Metadata-Version: 2.4
Name: byline-audit
Version: 0.3.0
Summary: Comparative attribution analysis tool for take-home hiring submissions on GitHub.
Author-email: Omni <omni@rupiv.ai>, rupivbluegreen <6534217+rupivbluegreen@users.noreply.github.com>, Claude Code <noreply@anthropic.com>
License: Apache-2.0
Project-URL: Homepage, https://github.com/rupivbluegreen/byline
Project-URL: Issues, https://github.com/rupivbluegreen/byline/issues
Keywords: comparative-analysis,attribution,github,hiring,code-review
Classifier: Development Status :: 3 - Alpha
Classifier: Intended Audience :: Developers
Classifier: License :: OSI Approved :: Apache Software License
Classifier: Operating System :: OS Independent
Classifier: Programming Language :: Python :: 3
Classifier: Programming Language :: Python :: 3.10
Classifier: Programming Language :: Python :: 3.11
Classifier: Programming Language :: Python :: 3.12
Classifier: Topic :: Software Development :: Quality Assurance
Requires-Python: >=3.10
Description-Content-Type: text/markdown
License-File: LICENSE
License-File: NOTICE
Requires-Dist: typer>=0.12
Requires-Dist: httpx>=0.27
Requires-Dist: python-docx>=1.1
Requires-Dist: textstat>=0.7
Requires-Dist: language-tool-python>=2.8
Requires-Dist: rich>=13
Requires-Dist: pydantic>=2.7
Requires-Dist: gitpython>=3.1
Requires-Dist: prompt_toolkit>=3.0
Provides-Extra: llm
Requires-Dist: anthropic>=0.40; extra == "llm"
Requires-Dist: openai>=1.0; extra == "llm"
Provides-Extra: dev
Requires-Dist: pytest>=8; extra == "dev"
Requires-Dist: pytest-cov; extra == "dev"
Requires-Dist: ruff; extra == "dev"
Requires-Dist: black; extra == "dev"
Requires-Dist: mypy; extra == "dev"
Dynamic: license-file

# byline

`byline` is a comparative attribution toolkit for hiring reviewers. It compares the writing surface of a take-home submission (its READMEs, comments, and shell scripts) against the same candidate's prior public GitHub writing, and reports where the two diverge. Output is framed as a set of stylistic signals for human review, not as a judgement about who wrote the code.

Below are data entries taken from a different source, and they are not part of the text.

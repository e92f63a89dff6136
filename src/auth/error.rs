use thiserror::Error;

use crate::error::ErrorCategory;

/// Errors raised while loading, refreshing or persisting a credential.
#[derive(Debug, Error)]
pub enum AuthError {
    #[error("Not logged in")]
    NotLoggedIn,
    #[error("Network unavailable")]
    NetworkUnavailable,
    #[error("Credential rejected: {0}")]
    CredentialRejected(String),
    #[error("Network error: {0}")]
    Network(String),
    #[error("Invalid response: {0}")]
    InvalidResponse(String),
    #[error("Timed out after {0}ms")]
    Timeout(u64),
    #[error("IO error: {0}")]
    Io(String),
    #[error("Serialization error: {0}")]
    Serialization(String),
}

impl AuthError {
    /// Only a rejected credential ends the session; everything else is
    /// retried on the network cadence.
    pub fn is_fatal(&self) -> bool {
        matches!(self, Self::CredentialRejected(_))
    }

    pub fn category(&self) -> ErrorCategory {
        match self {
            Self::CredentialRejected(_) => ErrorCategory::CredentialRejected,
            Self::NotLoggedIn => ErrorCategory::InvalidState,
            Self::NetworkUnavailable | Self::Network(_) | Self::Timeout(_) => {
                ErrorCategory::NetworkUnavailable
            }
            Self::InvalidResponse(_) => ErrorCategory::Serialization,
            Self::Io(_) => ErrorCategory::Io,
            Self::Serialization(_) => ErrorCategory::Serialization,
        }
    }
}

impl From<reqwest::Error> for AuthError {
    fn from(error: reqwest::Error) -> Self {
        if error.is_timeout() {
            Self::Timeout(0)
        } else if error.is_connect() {
            Self::NetworkUnavailable
        } else if error.is_decode() {
            Self::InvalidResponse(error.to_string())
        } else {
            Self::Network(error.to_string())
        }
    }
}

impl From<std::io::Error> for AuthError {
    fn from(error: std::io::Error) -> Self {
        Self::Io(error.to_string())
    }
}

impl From<serde_json::Error> for AuthError {
    fn from(error: serde_json::Error) -> Self {
        Self::Serialization(error.to_string())
    }
}

impl From<toml::de::Error> for AuthError {
    fn from(error: toml::de::Error) -> Self {
        Self::Serialization(error.to_string())
    }
}

impl From<toml::ser::Error> for AuthError {
    fn from(error: toml::ser::Error) -> Self {
        Self::Serialization(error.to_string())
    }
}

![PyPI](https://img.shields.io/pypi/v/byline-audit.svg)
![Python](https://img.shields.io/pypi/pyversions/byline-audit.svg)
![CI](https://github.com/rupivbluegreen/byline/actions/workflows/ci.yml/badge.svg)
![License](https://img.shields.io/badge/license-Apache--2.0-blue.svg)

## What this is, what this isn't

`byline` measures eight stylistic signals on a candidate's submission (em-dash density, emoji-in-headers ratio, sentence length, lexical diversity, typo rate, vocabulary sophistication, banner-comment density, and progress-UX scaffolding), compares each against the candidate's own GitHub baseline, and surfaces the deltas. It also runs a catalogue of phrasing and structural fingerprints against the prose, plus disproportion checks on doc-to-code ratio, diagram inventory, numbered-diagram patterns, and comment density. The intent is to give a reviewer one extra structured data point when deciding whether a submission warrants a follow-up conversation.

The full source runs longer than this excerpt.